Students march for labor rights in San Jose rally
By Katherine Tolentino
"El Pueblo Unido jamás será vencido! A people united will never be defeated!" A group of 20 Santa Clara students from MEChA and the Labor Action Committee chanted their way down Story Road last Sunday, along with thousands of others in San Jose's annual march for immigrant and laborer rights.
"It's food for my soul," said junior Jose Dorador, co-chair of MEChA-el Frente. Dorador, who moved to the United States at age ten. Dorador called the march strengthening, and said that being there, "you see that even though there's people working against immigrants, there's also people working for immigrants."
Like many others at Santa Clara, Dorador saw the Senate blockage of the DREAM Act, which was intended to help immigrant students in the U.S. acquire an education, as a huge slap in the face from a country he calls home. "For me, it's just the thought that there are people out there that don't want immigrants to work, don't want immigrants to go to school and get a higher education. I'm an immigrant, I'm a human being, I go to SCU, I want to get an education, get a Ph.D. There are people actively fighting against that, people who actively don't want me to do that."
Yet Dorador and others refuse to lose hope. Though the Dream Act was blocked back in December, these students have not put away their megaphones.
Freshman Mayra Garcia-Hernandez said, "it's really important to keep these kinds of movements going."
Junior Natali Rodriguez agreed. "I see right now how imperative it is not only for students but just young people and anyone," she said, "who has a voice in this issue to get involved, to make a difference, because right now it's really what's needed, is a change in the system."
Several students expressed disappointment about the drop in numbers compared with last year's march. "Last year," said Rodriguez, "we shut down all the streets that we were coming down in San Jose, and it was really overwhelming." Rodriguez said that may have had to do with Arizona's infamous SB 1070 law, which had passed just days before.
Despite this year's drop in attendance, junior Agustine Perez said the level of energy at the event was nonetheless a revitalizing force. "It was amazing — we were chanting, we were all together as one. We were the loudest ones there."
Along with issues surrounding immigration, workers' rights, especially the plight of the Benson workers, were also heavy on students' minds this Sunday.
LAC and MEChA were also able to network with other student groups around the Bay doing similar work. Tim Carlson, programming coordinator for LAC, says that along with the sense of community empowerment he got from the event, "it's also good for just meeting others in the county who are doing the same things you are."
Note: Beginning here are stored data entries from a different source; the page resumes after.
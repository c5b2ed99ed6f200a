//! Role reconciler.
//!
//! Converges one role's workload to the role's canonical spec:
//!
//! | current vs desired | upgrade | action                                       |
//! |--------------------|---------|----------------------------------------------|
//! | equal              | no      | sync status, push snapshot to the cluster    |
//! | equal              | yes     | upgrade in place                             |
//! | current < desired  | yes     | upgrade at the current size, requeue         |
//! | current < desired  | no      | scale                                        |
//! | current > desired  | either  | scale, requeue for the upgrade once reached  |
//!
//! Upgrading before growing means new members start on the new template;
//! shrinking before upgrading means fewer members have to roll.

use std::cmp::Ordering;

use async_trait::async_trait;
use gridop_api::{
    annotations, labels, role_selector, ClusterResource, ObjectKey, ObjectMeta, Resource,
    ResourceKind, RoleResource, RoleSpec, RoleStatus, RoleStatusSnapshot, WorkloadResource,
};
use gridop_reconcile::ReconcileOutcome;
use tracing::{debug, info, instrument};

use super::materialize::{is_upgrade, materialize};
use super::{Context, Reconciler, ScalingEngine};
use crate::error::ControllerResult;
use crate::events::{reasons, Event};

/// The cluster status entry describing `role`.
pub(crate) fn snapshot_of(role: &RoleResource) -> RoleStatusSnapshot {
    let status = role.status.status.unwrap_or(RoleStatus::Created);
    RoleStatusSnapshot {
        role_name: role.role_name().to_string(),
        ready: status == RoleStatus::Ready,
        count: role.status.ready_replicas,
        status,
        reason: role.status.message.clone(),
    }
}

/// Reconciles `RoleResource`s.
pub struct RoleReconciler {
    ctx: Context,
    scaling: ScalingEngine,
}

impl RoleReconciler {
    pub fn new(ctx: Context) -> Self {
        Self {
            scaling: ScalingEngine::new(ctx.clone()),
            ctx,
        }
    }

    #[instrument(skip(self), fields(namespace = %key.namespace, role = %key.name))]
    async fn reconcile_role(&self, key: &ObjectKey) -> ControllerResult<ReconcileOutcome> {
        let Some(role) = self.ctx.store.get_role(key).await? else {
            debug!("role no longer exists");
            return Ok(ReconcileOutcome::Done);
        };

        let cluster_name = role
            .cluster_name()
            .or_else(|| role.metadata.owner.as_ref().map(|o| o.name.as_str()))
            .unwrap_or_default()
            .to_string();
        let cluster_key = ObjectKey::new(key.namespace.clone(), cluster_name.clone());
        let Some(cluster) = self.ctx.store.get_cluster(&cluster_key).await? else {
            return self.mark_orphaned(role, &cluster_name).await;
        };

        let role_name = role.role_name().to_string();
        let Some(canonical) = cluster.canonical_role(&role_name) else {
            debug!("role is no longer declared by its cluster");
            return Ok(ReconcileOutcome::Done);
        };

        if role.spec != canonical {
            return self.resolve_divergence(role, cluster, canonical).await;
        }

        let desired = role.desired_replicas();
        if desired <= 0 {
            // Zero-replica roles are deleted by the cluster reconciler.
            return Ok(ReconcileOutcome::Done);
        }

        let Some(workload) = self.ctx.store.get_workload(key).await? else {
            return self.create_workload(&cluster, &role, desired).await;
        };

        let current = workload.spec.cluster_size;
        let target = materialize(
            cluster.name(),
            &role.spec,
            Some(&workload.spec),
            &self.ctx.settings.default_image,
            desired,
        );
        let upgrade = is_upgrade(&target, &workload.spec)?;
        debug!(current, desired, upgrade, "role decision");

        match current.cmp(&desired) {
            Ordering::Equal if !upgrade => {
                self.sync_status(&cluster, &role, &workload, desired).await?;
                Ok(ReconcileOutcome::Done)
            }
            Ordering::Equal => {
                self.upgrade(&role, &workload, target, current).await?;
                Ok(ReconcileOutcome::Done)
            }
            Ordering::Less if upgrade => {
                self.upgrade(&role, &workload, target, current).await?;
                Ok(ReconcileOutcome::RequeueNow)
            }
            Ordering::Less => self.scaling.scale(&role, &workload, current, desired).await,
            Ordering::Greater => {
                let outcome = self.scaling.scale(&role, &workload, current, desired).await?;
                if upgrade && outcome == ReconcileOutcome::Done {
                    Ok(ReconcileOutcome::RequeueNow)
                } else {
                    Ok(outcome)
                }
            }
        }
    }

    /// The parent cluster is gone: mark the role failed once.
    async fn mark_orphaned(
        &self,
        role: RoleResource,
        cluster_name: &str,
    ) -> ControllerResult<ReconcileOutcome> {
        if role.status.status == Some(RoleStatus::Failed) {
            return Ok(ReconcileOutcome::Done);
        }

        let involved = role.resource_key();
        let message = format!(
            "invalid role '{}' cannot find parent cluster '{}'",
            role.metadata.name, cluster_name
        );

        let mut failed = role;
        failed.status.status = Some(RoleStatus::Failed);
        failed.status.message = Some(message.clone());
        self.ctx.store.update_role_status(failed).await?;

        info!(cluster = %cluster_name, "parent cluster not found");
        self.ctx
            .recorder
            .record(Event::warning(involved, reasons::FAILED, message));
        Ok(ReconcileOutcome::Done)
    }

    /// The role spec no longer matches the cluster's entry.
    ///
    /// If the cluster has not yet propagated its latest edit to this role,
    /// the cluster reconciler will do so and nothing happens here. Otherwise
    /// the role was edited directly: a replica change is pushed into the
    /// cluster, anything else is reset to the cluster's entry.
    async fn resolve_divergence(
        &self,
        role: RoleResource,
        cluster: ClusterResource,
        canonical: RoleSpec,
    ) -> ControllerResult<ReconcileOutcome> {
        let stamped = role
            .metadata
            .annotation(annotations::CLUSTER_GENERATION)
            .and_then(|g| g.parse::<i64>().ok());
        if stamped != Some(cluster.metadata.generation) {
            debug!(
                stamped = ?stamped,
                generation = cluster.metadata.generation,
                "waiting for cluster to propagate its spec"
            );
            return Ok(ReconcileOutcome::Done);
        }

        let role_replicas = role.desired_replicas();
        let mut replicas_aligned = role.spec.clone();
        replicas_aligned.replicas = canonical.replicas;

        if replicas_aligned == canonical && Some(role_replicas) != canonical.replicas {
            let role_name = role.role_name().to_string();
            let mut updated = cluster;
            if updated.set_role_replicas(&role_name, role_replicas) {
                info!(replicas = role_replicas, "pushing role replicas to cluster");
                self.ctx.store.update_cluster(updated).await?;
                return Ok(ReconcileOutcome::RequeueNow);
            }
        }

        info!("resetting role spec to the cluster's entry");
        let mut reset = role;
        reset.spec = canonical;
        self.ctx.store.update_role(reset).await?;
        Ok(ReconcileOutcome::RequeueNow)
    }

    async fn create_workload(
        &self,
        cluster: &ClusterResource,
        role: &RoleResource,
        desired: i32,
    ) -> ControllerResult<ReconcileOutcome> {
        let role_name = role.role_name().to_string();
        let spec = materialize(
            cluster.name(),
            &role.spec,
            None,
            &self.ctx.settings.default_image,
            desired,
        );
        let metadata = ObjectMeta::new(role.metadata.namespace.clone(), role.metadata.name.clone())
            .with_label(labels::CLUSTER, cluster.name())
            .with_label(labels::ROLE, role_name.clone())
            .with_label(labels::COMPONENT, labels::COMPONENT_POD)
            .with_label(labels::WKA_MEMBER, spec.wka_member.to_string())
            .with_owner(role.as_owner());

        if let Err(e) = self
            .ctx
            .store
            .create_workload(WorkloadResource::new(metadata, spec))
            .await
        {
            self.ctx.recorder.record(Event::warning(
                role.resource_key(),
                reasons::FAILED_CREATE,
                format!(
                    "create workload for role '{}' in cluster '{}' failed: {}",
                    role.metadata.name,
                    cluster.name(),
                    e
                ),
            ));
            return Err(e.into());
        }

        let mut created = role.clone();
        created.status.status = Some(RoleStatus::Created);
        created.status.replicas = desired;
        created.status.selector = Some(role_selector(cluster.name(), &role_name));
        self.ctx.store.update_role_status(created).await?;

        info!(replicas = desired, "created workload");
        self.ctx.recorder.record(Event::normal(
            role.resource_key(),
            reasons::SUCCESSFUL_CREATE,
            format!(
                "created workload for role '{}' in cluster '{}' with {} replicas",
                role.metadata.name,
                cluster.name(),
                desired
            ),
        ));
        Ok(ReconcileOutcome::Done)
    }

    /// Apply `target` (resized to `size`) as the workload's new template.
    async fn upgrade(
        &self,
        role: &RoleResource,
        workload: &WorkloadResource,
        mut target: gridop_api::MaterializedWorkloadSpec,
        size: i32,
    ) -> ControllerResult<()> {
        target.cluster_size = size;
        let mut upgraded = workload.clone();
        upgraded.spec = target;

        if let Err(e) = self.ctx.store.update_workload(upgraded).await {
            self.ctx.recorder.record(Event::warning(
                role.resource_key(),
                reasons::FAILED_UPDATE,
                format!("upgrade of role '{}' failed: {}", role.metadata.name, e),
            ));
            return Err(e.into());
        }

        let mut rolling = role.clone();
        rolling.status.status = Some(RoleStatus::RollingUpgrade);
        rolling.status.replicas = size;
        rolling.status.message = None;
        self.ctx.store.update_role_status(rolling).await?;

        info!(replicas = size, "started rolling upgrade");
        self.ctx.recorder.record(Event::normal(
            role.resource_key(),
            reasons::SUCCESSFUL_UPDATE,
            format!(
                "rolling upgrade of role '{}' at {} replicas",
                role.metadata.name, size
            ),
        ));
        Ok(())
    }

    /// Copy observed workload counts into the role status and the cluster
    /// snapshot. Writes only what changed.
    async fn sync_status(
        &self,
        cluster: &ClusterResource,
        role: &RoleResource,
        workload: &WorkloadResource,
        desired: i32,
    ) -> ControllerResult<()> {
        let mut next = role.clone();
        next.status.replicas = desired;
        next.status.current_replicas = workload.status.current_replicas;
        next.status.ready_replicas = workload.status.ready_replicas;
        next.status.message = None;
        if workload.status.ready_replicas == desired {
            next.status.status = Some(RoleStatus::Ready);
        } else if next.status.status.is_none() {
            next.status.status = Some(RoleStatus::Created);
        }

        if next.status != role.status {
            debug!(
                ready = next.status.ready_replicas,
                current = next.status.current_replicas,
                "syncing role status"
            );
            next = self.ctx.store.update_role_status(next).await?;
        }

        let mut updated = cluster.clone();
        if updated.status.set_role_status(snapshot_of(&next)) {
            self.ctx.store.update_cluster_status(updated).await?;
        }
        Ok(())
    }
}

#[async_trait]
impl Reconciler for RoleReconciler {
    fn kind(&self) -> ResourceKind {
        ResourceKind::Role
    }

    async fn reconcile(&self, key: &ObjectKey) -> ControllerResult<ReconcileOutcome> {
        self.reconcile_role(key).await
    }
}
For Garcia-Hernandez, the most inspiring moment of the rally was hearing a lone marcher raise his voice during a lull in the chanting. "All of a sudden... he start[ed] to chant on his own, without a loudspeaker. There was so much desperation in his voice for this to happen, it was just one of those moments where you have to step back and listen," she said, "That's the voice of the immigrant, and he embodied it so well. I was so honored to be there in that moment."